Sunday, July 25, 2010

Vacation time over, get back to work!

So I just returned from vacation.

I didn’t write a single line of code for the never-ending doxygen comment conversion, but I did end up working quite a bit on the epub validating library. It’s progressing quite nicely, it’s already a couple of KLOC. I’m also doing it TDD-style which I’m finding to be a rather pleasant workflow, once you get used to it. Seeing a test fail and catch a regression I wouldn’t notice until after it was too late brings a smile to my face. On a related note, gtest and gmock are awesome.

Oh, remember when I said that writing XML validation checkers by hand instead of using schemas would be painful? Guess what, it is. It really, really is. :)

One of the other benefits of working on this library is that I’m solving all sorts of problems with Xerces integration. The library uses Xerces for everything XML, and working with it has given lots of insights that will be applicable to Sigil when I start replacing QDom with it.
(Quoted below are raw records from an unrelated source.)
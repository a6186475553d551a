use crate::block::{Block, BlockKind, Workspace};

pub fn generate_block(block: &Block) -> String {
    match &block.kind {
        BlockKind::Statement { code } => {
            if code.is_empty() {
                String::new()
            } else {
                format!("{};\n", code)
            }
        }
        BlockKind::Header { header, body } => {
            format!("{} {{\n{}}}\n", header, generate_chain(body.as_deref()))
        }
        BlockKind::Hat { body } => generate_chain(body.as_deref()),
    }
}

pub fn generate_chain(first: Option<&Block>) -> String {
    let mut out = String::new();
    if let Some(first) = first {
        for block in first.siblings() {
            out.push_str(&generate_block(block));
        }
    }
    out
}

// Only hat blocks are generation roots; top-level chains that are not hats
// are intentionally excluded.
pub fn generate_program(workspace: &Workspace) -> String {
    let mut out = String::new();
    for hat in workspace.hats() {
        out.push_str(&generate_block(hat));
    }
    out
}
use clap::Parser;
use std::path::PathBuf;

#[derive(Parser, Debug)]
#[command(
    name = "jblocks-rs",
    about = "Block-script converter: imports script source into a block workspace, exports it back, and runs programs in a drawing sandbox."
)]
pub struct Args {
    #[arg(value_name = "INPUT")]
    pub input: PathBuf,

    #[arg(value_name = "OUTPUT")]
    pub output: Option<PathBuf>,

    #[arg(long, help = "Export a workspace document (.json/.jbb) back into script source.")]
    pub export: bool,

    #[arg(long, help = "Write a .jbb project bundle instead of a bare workspace document.")]
    pub bundle: bool,

    #[arg(long, help = "Run the program in the drawing sandbox.")]
    pub run: bool,

    #[arg(
        long,
        value_name = "PATH",
        help = "With --run, write the final stage as an SVG image to this path."
    )]
    pub stage_svg: Option<PathBuf>,

    #[arg(
        long = "key",
        value_name = "KEY",
        help = "With --run, preset a key as held down. May be repeated."
    )]
    pub keys: Vec<String>,

    #[arg(
        long,
        value_name = "WxH",
        default_value = "480x360",
        help = "Stage dimensions for --run."
    )]
    pub stage_size: String,
}
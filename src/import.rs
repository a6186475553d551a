use crate::block::{append_to_chain, Block, Workspace};
use std::fmt::{Display, Formatter};

#[derive(Debug, Clone, PartialEq)]
pub struct ImportWarning {
    pub line: usize,
    pub message: String,
}

impl Display for ImportWarning {
    fn fmt(&self, f: &mut Formatter<'_>) -> std::fmt::Result {
        write!(f, "line {}: {}", self.line, self.message)
    }
}

#[derive(Debug, Clone)]
struct SourceLine {
    text: String,
    number: usize,
}

pub fn import_source(source: &str) -> (Workspace, Vec<ImportWarning>) {
    let mut hat = Block::hat();
    let warnings = import_into(&mut hat, source);
    let mut workspace = Workspace::new();
    workspace.push_top_block(hat);
    (workspace, warnings)
}

pub fn import_into(container: &mut Block, source: &str) -> Vec<ImportWarning> {
    let lines = source_lines(source);
    let mut warnings = Vec::new();
    if let Some(chain) = container.body_slot_mut() {
        parse_range(&lines, 0, lines.len(), chain, &mut warnings, true);
    }
    warnings
}

fn source_lines(source: &str) -> Vec<SourceLine> {
    let normalized = source.replace("\r\n", "\n").replace('\r', "\n");
    normalized
        .lines()
        .enumerate()
        .map(|(idx, raw)| SourceLine {
            text: raw.trim().to_string(),
            number: idx + 1,
        })
        .collect()
}

// Scans [start, end), appending one block per logical line to `chain`, and
// returns the first unconsumed index. A bare `}` ends the scan unless this is
// the root scan, where it is recovered with a warning instead.
fn parse_range(
    lines: &[SourceLine],
    start: usize,
    end: usize,
    chain: &mut Option<Box<Block>>,
    warnings: &mut Vec<ImportWarning>,
    root: bool,
) -> usize {
    let mut i = start;
    while i < end {
        let line = &lines[i];
        if line.text.is_empty() {
            i += 1;
            continue;
        }
        if line.text == "}" {
            if !root {
                return i + 1;
            }
            warnings.push(ImportWarning {
                line: line.number,
                message: "unexpected '}' outside any block".to_string(),
            });
            i += 1;
            continue;
        }
        if line.text.ends_with('{') {
            let header_text = line.text[..line.text.len() - 1].trim_end().to_string();
            let close = find_scope_end(lines, i + 1, end);
            if close == end {
                warnings.push(ImportWarning {
                    line: line.number,
                    message: format!("unclosed '{{' after '{}'", header_text),
                });
            }
            let mut header = Block::header(header_text);
            if let Some(body) = header.body_slot_mut() {
                parse_range(lines, i + 1, close, body, warnings, false);
            }
            append_to_chain(chain, header);
            i = close + 1;
            continue;
        }
        // One trailing terminator is stripped; stripping again is a no-op.
        let code = line.text.strip_suffix(';').unwrap_or(&line.text).trim_end();
        append_to_chain(chain, Block::statement(code));
        i += 1;
    }
    end
}

// Delimiter detection is purely textual: a brace inside a quoted string is
// indistinguishable from a real delimiter here. Known limitation of the
// line-oriented import format, kept as such.
fn find_scope_end(lines: &[SourceLine], after: usize, end: usize) -> usize {
    let mut depth = 1i32;
    for j in after..end {
        let text = &lines[j].text;
        if text.contains('{') {
            depth += 1;
        }
        if text.contains('}') {
            depth -= 1;
        }
        if depth == 0 {
            return j;
        }
    }
    end
}
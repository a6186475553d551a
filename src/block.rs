pub const STATEMENT_COLOUR: u16 = 230;
pub const HEADER_COLOUR: u16 = 120;
pub const HAT_COLOUR: u16 = 300;

#[derive(Debug, Clone, PartialEq)]
pub enum BlockKind {
    Statement {
        code: String,
    },
    Header {
        header: String,
        body: Option<Box<Block>>,
    },
    Hat {
        body: Option<Box<Block>>,
    },
}

#[derive(Debug, Clone, PartialEq)]
pub struct Block {
    pub kind: BlockKind,
    pub colour: Option<u16>,
    pub next: Option<Box<Block>>,
}

impl Block {
    pub fn statement(code: impl Into<String>) -> Self {
        Self {
            kind: BlockKind::Statement { code: code.into() },
            colour: None,
            next: None,
        }
    }

    pub fn header(header: impl Into<String>) -> Self {
        Self {
            kind: BlockKind::Header {
                header: header.into(),
                body: None,
            },
            colour: None,
            next: None,
        }
    }

    pub fn hat() -> Self {
        Self {
            kind: BlockKind::Hat { body: None },
            colour: None,
            next: None,
        }
    }

    pub fn is_hat(&self) -> bool {
        matches!(self.kind, BlockKind::Hat { .. })
    }

    pub fn body(&self) -> Option<&Block> {
        match &self.kind {
            BlockKind::Statement { .. } => None,
            BlockKind::Header { body, .. } | BlockKind::Hat { body } => body.as_deref(),
        }
    }

    pub fn body_slot_mut(&mut self) -> Option<&mut Option<Box<Block>>> {
        match &mut self.kind {
            BlockKind::Statement { .. } => None,
            BlockKind::Header { body, .. } | BlockKind::Hat { body } => Some(body),
        }
    }

    pub fn default_colour(&self) -> u16 {
        match self.kind {
            BlockKind::Statement { .. } => STATEMENT_COLOUR,
            BlockKind::Header { .. } => HEADER_COLOUR,
            BlockKind::Hat { .. } => HAT_COLOUR,
        }
    }

    pub fn effective_colour(&self) -> u16 {
        self.colour.unwrap_or_else(|| self.default_colour())
    }

    pub fn set_colour(&mut self, colour: u16) {
        self.colour = Some(colour);
    }

    pub fn reset_colour(&mut self) {
        self.colour = None;
    }

    pub fn siblings(&self) -> SiblingIter<'_> {
        SiblingIter {
            current: Some(self),
        }
    }

    fn count(&self) -> usize {
        let mut total = 0;
        for block in self.siblings() {
            total += 1;
            if let Some(body) = block.body() {
                total += body.count();
            }
        }
        total
    }
}

// Each non-root block is owned by exactly one slot: either a container's body
// or the previous sibling's `next`. Appending walks to the chain tail so
// insertion order is preserved.
pub fn append_to_chain(chain: &mut Option<Box<Block>>, block: Block) {
    match chain {
        Some(existing) => append_to_chain(&mut existing.next, block),
        None => *chain = Some(Box::new(block)),
    }
}

pub struct SiblingIter<'a> {
    current: Option<&'a Block>,
}

impl<'a> Iterator for SiblingIter<'a> {
    type Item = &'a Block;

    fn next(&mut self) -> Option<Self::Item> {
        let block = self.current?;
        self.current = block.next.as_deref();
        Some(block)
    }
}

#[derive(Debug, Clone, Default, PartialEq)]
pub struct Workspace {
    top_blocks: Vec<Block>,
}

impl Workspace {
    pub fn new() -> Self {
        Self::default()
    }

    pub fn push_top_block(&mut self, block: Block) {
        self.top_blocks.push(block);
    }

    pub fn top_blocks(&self) -> &[Block] {
        &self.top_blocks
    }

    pub fn top_blocks_mut(&mut self) -> &mut [Block] {
        &mut self.top_blocks
    }

    pub fn hats(&self) -> impl Iterator<Item = &Block> {
        self.top_blocks.iter().filter(|b| b.is_hat())
    }

    pub fn is_empty(&self) -> bool {
        self.top_blocks.is_empty()
    }

    pub fn clear(&mut self) {
        self.top_blocks.clear();
    }

    pub fn block_count(&self) -> usize {
        self.top_blocks.iter().map(Block::count).sum()
    }
}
I’ll be mostly working on this library over the coming weeks, so Sigil will see only bug fixes going forward. Hey, the library is the major future feature for Sigil since it will be integrated into it, so transitively I’ll still be working on Sigil all this time.
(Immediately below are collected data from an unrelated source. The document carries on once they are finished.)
use crate::ast::{Expr, Position, Stmt};
use crate::lexer::Lexer;
use crate::parser::Parser;
use crate::stage::Stage;
use std::collections::HashMap;
use std::error::Error;
use std::fmt::{Display, Formatter};

#[derive(Debug, Clone, PartialEq)]
pub enum Value {
    Number(f64),
    Str(String),
    Bool(bool),
}

impl Value {
    pub fn type_name(&self) -> &'static str {
        match self {
            Value::Number(_) => "number",
            Value::Str(_) => "string",
            Value::Bool(_) => "boolean",
        }
    }

    pub fn truthy(&self) -> bool {
        match self {
            Value::Number(n) => *n != 0.0,
            Value::Str(s) => !s.is_empty(),
            Value::Bool(b) => *b,
        }
    }

    pub fn to_display_string(&self) -> String {
        match self {
            Value::Number(n) => {
                if n.fract() == 0.0 && n.abs() < 1e15 {
                    format!("{}", *n as i64)
                } else {
                    format!("{}", n)
                }
            }
            Value::Str(s) => s.clone(),
            Value::Bool(b) => b.to_string(),
        }
    }
}

#[derive(Debug, Clone)]
pub struct RuntimeError {
    pub message: String,
    pub pos: Position,
}

impl Display for RuntimeError {
    fn fmt(&self, f: &mut Formatter<'_>) -> std::fmt::Result {
        write!(
            f,
            "{} (line {}, column {})",
            self.message, self.pos.line, self.pos.column
        )
    }
}

impl Error for RuntimeError {}

#[derive(Debug, Clone, Default)]
pub struct KeyState {
    pressed: HashMap<String, bool>,
}

impl KeyState {
    pub fn new() -> Self {
        Self::default()
    }

    pub fn press(&mut self, key: impl Into<String>) {
        self.pressed.insert(key.into(), true);
    }

    pub fn release(&mut self, key: &str) {
        self.pressed.insert(key.to_string(), false);
    }

    pub fn is_down(&self, key: &str) -> bool {
        self.pressed.get(key).copied().unwrap_or(false)
    }
}

// One sandbox per run. The key map belongs to the session, so repeated runs
// never observe each other's input state.
pub struct Sandbox<'a> {
    stage: &'a mut dyn Stage,
    width: f64,
    height: f64,
    keys: KeyState,
    vars: HashMap<String, Value>,
}

impl<'a> Sandbox<'a> {
    pub fn new(stage: &'a mut dyn Stage, width: f64, height: f64) -> Self {
        Self {
            stage,
            width,
            height,
            keys: KeyState::new(),
            vars: HashMap::new(),
        }
    }

    pub fn keys_mut(&mut self) -> &mut KeyState {
        &mut self.keys
    }

    pub fn run(&mut self, source: &str) -> Result<(), RuntimeError> {
        // Compiled fresh on every run; nothing is cached between invocations.
        let tokens = Lexer::new(source).tokenize().map_err(|e| RuntimeError {
            message: e.message,
            pos: e.pos,
        })?;
        let program = Parser::new(tokens)
            .parse_program()
            .map_err(|e| RuntimeError {
                message: e.message,
                pos: e.pos,
            })?;
        self.vars.clear();
        self.exec_body(&program)
    }

    fn exec_body(&mut self, statements: &[Stmt]) -> Result<(), RuntimeError> {
        for stmt in statements {
            self.exec_stmt(stmt)?;
        }
        Ok(())
    }

    fn exec_stmt(&mut self, stmt: &Stmt) -> Result<(), RuntimeError> {
        match stmt {
            Stmt::Let { name, value, .. } => {
                let value = self.eval(value)?;
                self.vars.insert(name.clone(), value);
            }
            Stmt::Assign { pos, name, value } => {
                if !self.vars.contains_key(name) {
                    return Err(RuntimeError {
                        message: format!("'{}' is not defined", name),
                        pos: *pos,
                    });
                }
                let value = self.eval(value)?;
                self.vars.insert(name.clone(), value);
            }
            Stmt::MemberAssign {
                pos,
                target,
                property,
                value,
            } => {
                if target != "stage" {
                    return Err(RuntimeError {
                        message: format!("'{}' is not defined", target),
                        pos: *pos,
                    });
                }
                let value = self.eval(value)?;
                let style = value.to_display_string();
                match property.as_str() {
                    "fillStyle" => self.stage.set_fill_style(&style),
                    "strokeStyle" => self.stage.set_stroke_style(&style),
                    other => {
                        return Err(RuntimeError {
                            message: format!("stage has no property '{}'", other),
                            pos: *pos,
                        });
                    }
                }
            }
            Stmt::Expr { expr, .. } => {
                self.eval(expr)?;
            }
            Stmt::If {
                condition,
                then_body,
                else_body,
                ..
            } => {
                if self.eval(condition)?.truthy() {
                    self.exec_body(then_body)?;
                } else {
                    self.exec_body(else_body)?;
                }
            }
            Stmt::While {
                condition, body, ..
            } => {
                // No step budget and no timeout: an unbounded loop runs until
                // the embedder kills the process.
                while self.eval(condition)?.truthy() {
                    self.exec_body(body)?;
                }
            }
        }
        Ok(())
    }

    fn eval(&mut self, expr: &Expr) -> Result<Value, RuntimeError> {
        match expr {
            Expr::Number { value, .. } => Ok(Value::Number(*value)),
            Expr::String { value, .. } => Ok(Value::Str(value.clone())),
            Expr::Bool { value, .. } => Ok(Value::Bool(*value)),
            Expr::Var { pos, name } => self.lookup(name, *pos),
            Expr::Index { pos, target, index } => {
                if target != "keys" {
                    return Err(RuntimeError {
                        message: format!("'{}' cannot be indexed", target),
                        pos: *pos,
                    });
                }
                let key = self.eval(index)?.to_display_string();
                Ok(Value::Bool(self.keys.is_down(&key)))
            }
            Expr::Call { pos, name, args } => self.call(name, args, *pos),
            Expr::MemberCall {
                pos,
                target,
                method,
                args,
            } => self.member_call(target, method, args, *pos),
            Expr::Unary { pos, op, operand } => {
                let value = self.eval(operand)?;
                match op.as_str() {
                    "-" => Ok(Value::Number(-self.expect_number(value, *pos)?)),
                    "!" => Ok(Value::Bool(!value.truthy())),
                    other => Err(RuntimeError {
                        message: format!("unknown unary operator '{}'", other),
                        pos: *pos,
                    }),
                }
            }
            Expr::Binary {
                pos,
                op,
                left,
                right,
            } => self.eval_binary(op, left, right, *pos),
        }
    }

    fn eval_binary(
        &mut self,
        op: &str,
        left: &Expr,
        right: &Expr,
        pos: Position,
    ) -> Result<Value, RuntimeError> {
        if op == "&&" {
            let lhs = self.eval(left)?;
            if !lhs.truthy() {
                return Ok(Value::Bool(false));
            }
            return Ok(Value::Bool(self.eval(right)?.truthy()));
        }
        if op == "||" {
            let lhs = self.eval(left)?;
            if lhs.truthy() {
                return Ok(Value::Bool(true));
            }
            return Ok(Value::Bool(self.eval(right)?.truthy()));
        }

        let lhs = self.eval(left)?;
        let rhs = self.eval(right)?;
        match op {
            "+" => {
                if matches!(lhs, Value::Str(_)) || matches!(rhs, Value::Str(_)) {
                    return Ok(Value::Str(format!(
                        "{}{}",
                        lhs.to_display_string(),
                        rhs.to_display_string()
                    )));
                }
                Ok(Value::Number(
                    self.expect_number(lhs, pos)? + self.expect_number(rhs, pos)?,
                ))
            }
            "-" => Ok(Value::Number(
                self.expect_number(lhs, pos)? - self.expect_number(rhs, pos)?,
            )),
            "*" => Ok(Value::Number(
                self.expect_number(lhs, pos)? * self.expect_number(rhs, pos)?,
            )),
            "/" | "%" => {
                let a = self.expect_number(lhs, pos)?;
                let b = self.expect_number(rhs, pos)?;
                if b == 0.0 {
                    return Err(RuntimeError {
                        message: "division by zero".to_string(),
                        pos,
                    });
                }
                Ok(Value::Number(if op == "/" { a / b } else { a % b }))
            }
            "==" => Ok(Value::Bool(lhs == rhs)),
            "!=" => Ok(Value::Bool(lhs != rhs)),
            "<" | "<=" | ">" | ">=" => {
                let a = self.expect_number(lhs, pos)?;
                let b = self.expect_number(rhs, pos)?;
                let result = match op {
                    "<" => a < b,
                    "<=" => a <= b,
                    ">" => a > b,
                    _ => a >= b,
                };
                Ok(Value::Bool(result))
            }
            other => Err(RuntimeError {
                message: format!("unknown operator '{}'", other),
                pos,
            }),
        }
    }

    fn lookup(&self, name: &str, pos: Position) -> Result<Value, RuntimeError> {
        if let Some(value) = self.vars.get(name) {
            return Ok(value.clone());
        }
        match name {
            "width" => Ok(Value::Number(self.width)),
            "height" => Ok(Value::Number(self.height)),
            _ => Err(RuntimeError {
                message: format!("'{}' is not defined", name),
                pos,
            }),
        }
    }

    fn call(&mut self, name: &str, args: &[Expr], pos: Position) -> Result<Value, RuntimeError> {
        match name {
            "clear" => {
                self.expect_arity(name, args, 0, pos)?;
                self.stage.clear();
                Ok(Value::Bool(true))
            }
            "keyDown" => {
                self.expect_arity(name, args, 1, pos)?;
                let key = self.eval(&args[0])?.to_display_string();
                Ok(Value::Bool(self.keys.is_down(&key)))
            }
            other => Err(RuntimeError {
                message: format!("'{}' is not defined", other),
                pos,
            }),
        }
    }

    fn member_call(
        &mut self,
        target: &str,
        method: &str,
        args: &[Expr],
        pos: Position,
    ) -> Result<Value, RuntimeError> {
        if target != "stage" {
            return Err(RuntimeError {
                message: format!("'{}' is not defined", target),
                pos,
            });
        }
        match method {
            "fillRect" | "strokeRect" | "clearRect" => {
                self.expect_arity(method, args, 4, pos)?;
                let mut nums = [0.0f64; 4];
                for (slot, arg) in nums.iter_mut().zip(args) {
                    let value = self.eval(arg)?;
                    *slot = self.expect_number(value, pos)?;
                }
                let [x, y, w, h] = nums;
                match method {
                    "fillRect" => self.stage.fill_rect(x, y, w, h),
                    "strokeRect" => self.stage.stroke_rect(x, y, w, h),
                    _ => self.stage.clear_rect(x, y, w, h),
                }
                Ok(Value::Bool(true))
            }
            "fillText" => {
                self.expect_arity(method, args, 3, pos)?;
                let text = self.eval(&args[0])?.to_display_string();
                let x_value = self.eval(&args[1])?;
                let y_value = self.eval(&args[2])?;
                let x = self.expect_number(x_value, pos)?;
                let y = self.expect_number(y_value, pos)?;
                self.stage.fill_text(&text, x, y);
                Ok(Value::Bool(true))
            }
            other => Err(RuntimeError {
                message: format!("stage has no method '{}'", other),
                pos,
            }),
        }
    }

    fn expect_arity(
        &self,
        name: &str,
        args: &[Expr],
        expected: usize,
        pos: Position,
    ) -> Result<(), RuntimeError> {
        if args.len() != expected {
            return Err(RuntimeError {
                message: format!(
                    "{} expects {} argument(s), got {}",
                    name,
                    expected,
                    args.len()
                ),
                pos,
            });
        }
        Ok(())
    }

    fn expect_number(&self, value: Value, pos: Position) -> Result<f64, RuntimeError> {
        match value {
            Value::Number(n) => Ok(n),
            other => Err(RuntimeError {
                message: format!("expected a number, got {}", other.type_name()),
                pos,
            }),
        }
    }
}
Qt 4.7 is just around the corner too[1]. When it does arrive, you can expect a version of Sigil integrating it very quickly, provided there are no problems migrating to the newer Qt[2]. The QtWebKit improvements alone make me giddy like a little schoolgirl. 4x faster rendering? Hell yeah!


[1] Actually I expected it to be released while I was on vacation. Or at least QtWebKit 2.0. Nokia devs said that was coming in May, and it’s the very end of July now… grumble

[2] I seriously expect no problems. Nokia has always been adamant about backwards compatibility, and from past experience I can say they usually do a good job on this.

Thursday, July 8, 2010

Vacation and validation

The semester is finally over so I’ll be heading on vacation tomorrow. I’ll be gone for about two weeks, and in that time no issues will be examined, no code will be written etc. Well, not really. In general, I won’t have internet access but I may pop in from time to time to check the Sigil forum on MobileRead. No promises though.

While I’ll be spending most of my time lying on the beach, soaking up the sun with a comfortable book[1] by my side, I’ll also be doing some light development work. By “light” I mean finishing the doxygen comments conversion for Sigil (which has been taking forever) and some code for the new epub validation library I’m writing. Not a lot of code, just a bit.

What’s that last part about? Well what’s the most requested feature for Sigil on the tracker? It’s integrated epub validation. I’ve planned for months to start working on this as a separate project in August, and I’ve just started doing some architectural design for the library[2]. The dependencies are in place, the build system works across platforms and I have a pretty good idea of how things are going to mesh together.

The project will in fact be composed of the following:

  • the main epub validating library, written in portable C++;
  • a CLI application that uses that library (think epubcheck);
  • a GUI application with pretty buttons and drag-and-drop support.

I know a ridiculous number of people who don’t validate their epub books just because they are too scared of the command line to use epubcheck. While I think that’s absurd and childish, I can’t deny that having a simple GUI would be easier for the average user. And if the GUI supported dragging an epub file from the desktop and dropping it on the app window to initiate the validation, well that would be very useful. It could certainly speed things up.

The goals of the project are as follows:

  • check for everything epubcheck checks for, and much more;
  • be easily embeddable into native code applications (no frigging Java);
  • be easy to use and easy to understand: “unfinished element” means diddly-squat to people who don’t already know what the element is supposed to contain[3];
  • have developers that are active and responsive (and an active development process in general);
  • optionally warn about valid epub constructs that cause problems for certain high-profile Reading Systems.

That last part is interesting. We all know ADE has many quirks, and so does the iPad and other RS’s. Wouldn’t be lovely if you could instruct your epub validator to check for at least some of those problems as well?

I think that would be fairly useful.

This library will then be embedded into Sigil, and a simple toolbar button press will validate your epub and report any problems.

Before anyone gets ahead of themselves, bear in mind I won’t hit all those goals for the first release. It will be incremental and it will get better in time. But the scope of this project is thankfully much smaller than Sigil’s, so that’s a big relief.


[1] Currently it’s The Stand by Stephen King. That book has like a billion pages. It’s probably not helping matters that I’m reading the extended version.

[2] A software library, not a building. There was a misunderstanding about this a couple of days ago, and needless to say I laughed my ass off.

[3] This will entail writing some of the internal validators by hand and not resorting to schemas. Painful, yes, but necessary. Not just because of usability, but correctness too. For instance, a schema can’t check that the files listed in the manifest are actually in the epub. It won’t tell you if you’ve included the same file multiple times with different ID’s. There are many examples, most of which are checks that are way more important than an ID starting with a number.

I won’t do this for everything (I still intend to use an XML Schema for XHTML validation), but I will do it for the OPF. Most validation problems are there anyway. The OPF is the heart of an epub.